La question en litige

[6]               Il s’agit de savoir si la Commission a commis une erreur en concluant que le demandeur n’est pas un réfugié au sens de la Convention ni une personne à protéger.

 

La norme de contrôle

 

[7]               L'existence de la persécution dans les cas de discrimination ou de harcèlement n'est pas une pure question de fait, mais bien une question mixte de droit et de fait. L'intervention de la Cour sur cette question sera justifiée uniquement si la conclusion de la Commission à cet égard semble déraisonnable : Tolu c. Canada (Ministre de la Citoyenneté et de l’Immigration), (2002) 218 F.T.R. 205, 2002 CFPI 334 ; Bela c. Canada (Ministre de la Citoyenneté et de l’Immigration), 2001 CFPI 581, [2001] A.C.F. no 92 (1re inst.) (QL).

 

Analyse

 

[8]            La loi exige qu’un demandeur d’asile prouve qu’il existe un lien personnel entre lui et la persécution qu’il allègue fondée sur l'un des motifs prévus à la Convention. Par conséquent, la persécution indirecte n’est pas un fondement solide pour la revendication du statut de réfugié au sens de la Convention : Pour-Shariati c. Canada (Ministre de l’Emploi et de l’Immigration) (1997), 215 N.R. 174, 39 Imm. L.R. (2d) 103 (C.A.) (Pour-Shariati); Granada c. Canada (Ministre de la Citoyenneté et de l’Immigration), 2004 CF 1766, [2004] A.C.F. no 2164 (QL).

 

[9]               La reconnaissance de la famille comme groupe social aux fins d'une demande d'asile est bien établie dans la jurisprudence. Dans les cas où la demande d'asile est fondée sur l'appartenance à un groupe familial, il faut démontrer l'existence d'un lien personnel entre le demandeur et la persécution qui aurait été exercée pour un motif prévu à la Convention : Pour-Shariati, susmentionné.  Il n'est pas suffisant de faire valoir la persécution subie par des membres de la famille s'il est peu probable que le demandeur soit directement touché. En l’espèce, il existe un lien suffisant entre la demande d’asile du demandeur et la persécution subie par sa femme et sa fille. Le demandeur est le mari et le père des femmes et, par conséquent, la décision de ne pas faire exciser sa fille lui ferait directement courir un risque.

 

[10]           En l’espèce, le commissaire a commis une erreur en n’examinant pas si le demandeur serait persécuté du fait de son appartenance à sa famille immédiate.
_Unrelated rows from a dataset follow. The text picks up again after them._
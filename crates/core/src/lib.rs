//! # ctOMOP Core
//!
//! Domain logic for the ctOMOP patient record editor.
//!
//! This crate contains pure data operations with no I/O:
//! - Disease classification into a closed set of clinical categories
//! - Field groups per category and per editor tab
//! - Therapy regimen and genetic mutation vocabularies
//! - Derived fields (age, triple-negative status)
//! - The flat patient record and the edit session over it
//!
//! **No API concerns**: HTTP, authentication and configuration belong in `ctomop-client`;
//! wire types shared with the server live in `api-shared`.

pub mod constants;
pub mod derived;
pub mod disease;
pub mod editor;
pub mod error;
pub mod fields;
pub mod mutation;
pub mod record;
pub mod therapy;
pub mod validation;

pub use derived::{
    age_today, apply_tnbc, compute_age, compute_age_from_str, compute_tnbc, parse_date,
};
pub use disease::{classify_disease, ClinicalCategory};
pub use editor::{split_name, MutationField, RecordEditor};
pub use error::{RecordError, RecordResult};
pub use fields::{
    disease_field_groups, lookup_field, tab_groups, ControlType, EditorTab, FieldGroup, FieldSpec,
};
pub use mutation::{gene_option, mutation_options, on_gene_change, MutationEntry};
pub use record::{FieldValue, PatientRecord};
pub use therapy::{therapy_display_options, therapy_vocabulary, TherapyLine};
pub use validation::{validate_upload_file, validate_zip_code};
//! # ctOMOP Client
//!
//! Async client for the ctOMOP records API and the postal-code lookup service.
//!
//! - [`ClientConfig`]: startup configuration from YAML and environment
//! - [`ApiClient`]: typed REST calls over a cookie-authenticated session
//! - [`PatientService`]: load a record into a [`ctomop_core::RecordEditor`] and save edits back

pub mod api;
pub mod config;
pub mod error;
pub mod service;
pub mod zip;

pub use api::ApiClient;
pub use config::{ClientConfig, ConfigFile};
pub use error::{ClientError, ClientResult};
pub use service::{PatientService, SaveOutcome};
pub use zip::{Place, ZipLookup};
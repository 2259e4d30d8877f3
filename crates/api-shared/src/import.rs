use serde::{Deserialize, Serialize};

/// Which bulk import endpoint a file goes to.
#[derive(Clone, Copy, Debug, PartialEq, Eq)]
pub enum ImportKind {
    Csv,
    FhirBundle,
}

impl ImportKind {
    /// Endpoint path relative to the API base URL.
    pub fn path(self) -> &'static str {
        match self {
            ImportKind::Csv => "/patient-info/upload_csv/",
            ImportKind::FhirBundle => "/patient-info/upload_fhir/",
        }
    }

    /// File extension the upload form accepts.
    pub fn extension(self) -> &'static str {
        match self {
            ImportKind::Csv => "csv",
            ImportKind::FhirBundle => "json",
        }
    }

    pub fn mime_type(self) -> &'static str {
        match self {
            ImportKind::Csv => "text/csv",
            ImportKind::FhirBundle => "application/fhir+json",
        }
    }
}

/// Result of a bulk import. Imports are not atomic: rows that parsed are persisted even when
/// others failed, so `errors` may be non-empty alongside a positive `created_count`.
#[derive(Clone, Debug, Default, PartialEq, Eq, Serialize, Deserialize)]
pub struct ImportRes {
    #[serde(default)]
    pub created_count: u64,
    #[serde(default)]
    pub errors: Vec<String>,
}

impl ImportRes {
    pub fn is_partial(&self) -> bool {
        self.created_count > 0 && !self.errors.is_empty()
    }

    pub fn is_clean(&self) -> bool {
        self.errors.is_empty()
    }
}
Bien que la persécution indirecte ne soit pas un fondement suffisant pour qu’une demande d’asile soit accueillie, en l’espèce, le commissaire aurait dû conclure que le demandeur risquerait d’être persécuté du fait de son appartenance à sa famille immédiate.

 

[11]           Il était déraisonnable de la part du commissaire de conclure que la femme et la fille du demandeur étaient des réfugiées au sens de la Convention sans tenir compte du lien entre ces femmes et le demandeur, du fait qu’il en était le mari et le père, respectivement. Il ne s’agit pas d’un cas de persécution indirecte. Le demandeur n’assiste pas seulement « contre son gré à des actes de violence » dirigés contre d'autres membres de sa famille, comme le juge Luc Martineau l’a dit dans l’affaire Granada c. Canada (Ministre de la Citoyenneté et de l’Immigration), 2004 CF 1766, [2004] A.C.F. no 2164 (QL). Il risque d’être persécuté lui-même en raison de sa relation avec sa femme. La Commission aurait dû tenir compte de ce fait dans son analyse.

 

[12]           Le demandeur soutient que la Commission devait aussi effectuer une analyse distincte relative à l’article 97. Comme j’ai conclu que la décision fondée sur l’article 96 était déraisonnable, je n’ai pas besoin de traiter de cette allégation. Cependant, à moins qu’il y ait d’autres preuves que celles examinées au cours de l’analyse relative à l’article 96 qui puissent permettre d’établir que le demandeur est une personne à protéger, une analyse distincte relative à l’article 97 n’est pas nécessaire. Voir Soleimanian c. Canada (Ministre de la Citoyenneté et de l’Immigration), 2004 CF 1660, paragraphe 22, [2004] A.C.F. no 2013 (QL); Brovina c. Canada (Ministre de la Citoyenneté et de l’Immigration), 2004 CF 635, [2004] A.C.F. no 771 (QL); Islam c. Canada (Ministre de la Citoyenneté et de l’Immigration), 2004 CF 1391, [2004] A.C.F. no 1711 (QL); Nyathi c. Canada (Ministre de la Citoyenneté et de l’Immigration), 2003 CF 1119, [2003] A.C.F. n1409 (QL); Ozdemir c. Canada (Ministre de la Citoyenneté et de l’Immigration) (2004), 256 F.T.R. 154, 2004 CF 1008.

 

[13]           Les parties n’ont énoncé aucune question grave de portée générale et aucune ne sera certifiée.

 

 


JUGEMENT

 

LA COUR ORDONNE que la demande soit accueillie et que l’affaire soit renvoyée devant un tribunal différemment constitué pour nouvel examen. Aucune question n’est certifiée.

 

 

« Richard G. Mosley »

Juge

 

 

 

Traduction certifiée conforme

Evelyne Swenne, traductrice


COUR FÉDÉRALE

 

AVOCATS INSCRITS AU DOSSIER

 

 

 

DOSSIER :                                        IMM-6058-05

 

INTITULÉ :                                       JOSHUA KAMAU NDEGWA

                                                            c.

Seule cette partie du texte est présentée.